O tribunal absolveu esta quarta-feira, em Lisboa, uma agente da PSP que estava acusada de ofensa à integridade física, abuso de poder e de tortura sobre duas mulheres, em 2011, por considerar que as acusações não ficaram provadas.

Segundo o despachado de acusação do Ministério Público, a agente policial, de 33 anos, teria perpetrado os crimes a caminho e no interior da esquadra do Largo do Calvário, em Lisboa, sobre duas mulheres que se encontravam na Rua das Trinas, acompanhadas por dois homens.

Durante o trajeto teria «desferido uma bofetada« numa das mulheres e, já na esquadra, agredido as duas queixosas com um esticador «nas pernas, nas costas e nos braços».

Contudo, esta quarta-feira, na leitura do acórdão, o coletivo de juízes decidiu absolver a agente por considerar que não ficou provado nenhum dos crimes de que era acusada.

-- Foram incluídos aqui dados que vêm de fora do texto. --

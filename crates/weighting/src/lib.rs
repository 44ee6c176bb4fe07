//! Weighting - Composable per-row regression weights
//!
//! Each row's weight comes from the request configured for its tag
//! (force, gas force, energy, gas energy, stress). A request is either a
//! single method or a list of methods whose weights multiply:
//!
//! | ID | Formula | Params |
//! |---|---|---|
//! | A | `p0` | 1 |
//! | B | `p0 * max(cycle,1)^p1` | 2 |
//! | C | `p0 * exp(p1 * abs(value) / p2)` | 3 |
//! | D | `p0 * exp(p1 * (abs(value) - p2) / p3)` | 4 |
//! | E | `natoms^p` | 1 |
//!
//! # Example
//!
//! ```rust
//! use fit_core::{WeightRequest, WeightTerm};
//! use weighting::compute_weight;
//!
//! let request = WeightRequest::Single(WeightTerm::new("B", vec![2.0, 1.5]));
//! let w = compute_weight(&request, 0, -1.2, 8).unwrap();
//! assert_eq!(w, 2.0);
//! ```

mod engine;
mod generator;

pub use engine::compute_weight;
pub use generator::WeightEngine;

O acórdão também teceu críticas à atitude das queixosas, uma vez que «nunca demonstraram qualquer vontade em esclarecer a verdade», negando-se sempre a comparecer em tribunal.

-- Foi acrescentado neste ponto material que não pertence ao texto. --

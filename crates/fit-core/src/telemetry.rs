//! Tracing setup shared by the pipeline binaries

use tracing_subscriber::{layer::SubscriberExt, util::SubscriberInitExt, EnvFilter};

/// Default filter when `RUST_LOG` is unset
pub const DEFAULT_FILTER: &str =
    "fitprep=info,pipeline=info,cycle_accumulator=info,matrix_split=info,checkpoint=info,weighting=info";

/// Install the global subscriber: `RUST_LOG` if set, otherwise `default_filter`
pub fn init(default_filter: &str) {
    tracing_subscriber::registry()
        .with(EnvFilter::try_from_default_env().unwrap_or_else(|_| default_filter.into()))
        .with(tracing_subscriber::fmt::layer().with_target(false))
        .init();
}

No final da sessão, em declarações aos jornalistas, o advogado da agente da PSP, Hélder Cristóvão, manifestou-se satisfeito com a absolvição da sua cliente e elogiou o comportamento do coletivo de juízes.

«Mais do que satisfeito com a absolvição, que já se esperava, estou satisfeito com a forma como o tribunal conduziu todos os trabalhos.»


A agente policial está atualmente adstrita ao Comando da PSP do Porto, encontrando-se a frequentar o curso de formação de chefes na Escola Prática de Polícia, em Torres Novas.